====== Source data
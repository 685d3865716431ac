//! Log output for the binary and tests
//!
//! The library only emits `tracing` events. Planner passes and per-batch
//! executor calls log at `debug`; request lifecycle at `info`; failed steps
//! at `warn`.

use tracing_subscriber::{fmt, EnvFilter};

/// Environment variable holding the filter directives
pub const FILTER_ENV: &str = "RUST_LOG";

const DEFAULT_FILTER: &str = "info";

/// Install a global subscriber writing to stderr
///
/// Directives come from `RUST_LOG`, defaulting to `info`. A subscriber that
/// is already installed is left in place.
pub fn init(json: bool) {
    let filter = EnvFilter::try_from_env(FILTER_ENV).unwrap_or_else(|_| EnvFilter::new(DEFAULT_FILTER));
    let builder = fmt().with_env_filter(filter).with_writer(std::io::stderr).with_target(false);
    // try_init fails only when a subscriber is already set
    let installed = if json { builder.json().try_init() } else { builder.try_init() };
    installed.ok();
}

/// Subscriber for tests, capturing output per test
pub fn init_for_tests() {
    fmt()
        .with_env_filter(EnvFilter::new("debug"))
        .with_test_writer()
        .try_init()
        .ok();
}

#[cfg(test)]
mod tests {
    use super::*;

    #[test]
    fn repeated_init_is_harmless() {
        init_for_tests();
        init(false);
        init(true);
        tracing::info!("still logging");
    }
}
============
Work task: For the lines above, output exactly those from the line containing "binary and tests" through the line containing "pub fn init(json: bool)", and skip the others.

Task answer:
//! Log output for the binary and tests
//!
//! The library only emits `tracing` events. Planner passes and per-batch
//! executor calls log at `debug`; request lifecycle at `info`; failed steps
//! at `warn`.

use tracing_subscriber::{fmt, EnvFilter};

/// Environment variable holding the filter directives
pub const FILTER_ENV: &str = "RUST_LOG";

const DEFAULT_FILTER: &str = "info";

/// Install a global subscriber writing to stderr
///
/// Directives come from `RUST_LOG`, defaulting to `info`. A subscriber that
/// is already installed is left in place.
pub fn init(json: bool) {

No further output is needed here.